Data records:
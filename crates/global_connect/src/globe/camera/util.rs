use bevy::prelude::*;

/// Orbit parameters `(yaw, pitch, radius)` that place a camera at
/// `translation` while looking at `focus`.
pub fn orbit_from_translation(
    translation: Vec3,
    focus: Vec3,
    axis: [Vec3; 3],
) -> (f32, f32, f32) {
    let axis = Mat3::from_cols(axis[0], axis[1], axis[2]);
    let offset = translation - focus;
    let mut radius = offset.length();
    if radius == 0.0 {
        radius = 0.05;
    }
    let offset = axis * offset;
    let yaw = offset.x.atan2(offset.z);
    let pitch = (offset.y / radius).clamp(-1.0, 1.0).asin();
    (yaw, pitch, radius)
}

/// Inverse of [`orbit_from_translation`].
pub fn translation_from_orbit(
    yaw: f32,
    pitch: f32,
    radius: f32,
    focus: Vec3,
    axis: [Vec3; 3],
) -> Vec3 {
    let rotation = Quat::from_axis_angle(axis[1], yaw) * Quat::from_axis_angle(axis[0], -pitch);
    focus + rotation * Vec3::new(0.0, 0.0, radius)
}

/// Frame-rate scaled lerp factor, saturating at 1.
pub fn ease_factor(rate: f32) -> f32 {
    rate.clamp(0.0, 1.0)
}

#[cfg(test)]
mod tests {
    use super::*;

    const AXIS: [Vec3; 3] = [Vec3::X, Vec3::Y, Vec3::Z];

    #[test]
    fn orbit_round_trips_through_translation() {
        for translation in [
            Vec3::new(0.0, 0.0, 18.0),
            Vec3::new(10.0, -5.0, 12.0),
            Vec3::new(-4.0, 3.0, 6.0),
        ] {
            let (yaw, pitch, radius) = orbit_from_translation(translation, Vec3::ZERO, AXIS);
            let back = translation_from_orbit(yaw, pitch, radius, Vec3::ZERO, AXIS);
            assert!(back.distance(translation) < 1e-3, "{back} != {translation}");
        }
    }

    #[test]
    fn zero_radius_is_nudged() {
        let (_, _, radius) = orbit_from_translation(Vec3::ONE, Vec3::ONE, AXIS);
        assert!(radius > 0.0);
    }
}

Problem to work on: Repeat every line of the records, exactly as given.

Your response:
filename crates/global_connect/src/globe/camera/util.rs
use bevy::prelude::*;

/// Orbit parameters `(yaw, pitch, radius)` that place a camera at
/// `translation` while looking at `focus`.
pub fn orbit_from_translation(
    translation: Vec3,
    focus: Vec3,
    axis: [Vec3; 3],
) -> (f32, f32, f32) {
    let axis = Mat3::from_cols(axis[0], axis[1], axis[2]);
    let offset = translation - focus;
    let mut radius = offset.length();
    if radius == 0.0 {
        radius = 0.05;
    }
    let offset = axis * offset;
    let yaw = offset.x.atan2(offset.z);
    let pitch = (offset.y / radius).clamp(-1.0, 1.0).asin();
    (yaw, pitch, radius)
}

/// Inverse of [`orbit_from_translation`].
pub fn translation_from_orbit(
    yaw: f32,
    pitch: f32,
    radius: f32,
    focus: Vec3,
    axis: [Vec3; 3],
) -> Vec3 {
    let rotation = Quat::from_axis_angle(axis[1], yaw) * Quat::from_axis_angle(axis[0], -pitch);
    focus + rotation * Vec3::new(0.0, 0.0, radius)
}

/// Frame-rate scaled lerp factor, saturating at 1.
pub fn ease_factor(rate: f32) -> f32 {
    rate.clamp(0.0, 1.0)
}

#[cfg(test)]
mod tests {
    use super::*;

    const AXIS: [Vec3; 3] = [Vec3::X, Vec3::Y, Vec3::Z];

    #[test]
    fn orbit_round_trips_through_translation() {
        for translation in [
            Vec3::new(0.0, 0.0, 18.0),
            Vec3::new(10.0, -5.0, 12.0),
            Vec3::new(-4.0, 3.0, 6.0),
        ] {
            let (yaw, pitch, radius) = orbit_from_translation(translation, Vec3::ZERO, AXIS);
            let back = translation_from_orbit(yaw, pitch, radius, Vec3::ZERO, AXIS);
            assert!(back.distance(translation) < 1e-3, "{back} != {translation}");
        }
    }

    #[test]
    fn zero_radius_is_nudged() {
        let (_, _, radius) = orbit_from_translation(Vec3::ONE, Vec3::ONE, AXIS);
        assert!(radius > 0.0);
    }
}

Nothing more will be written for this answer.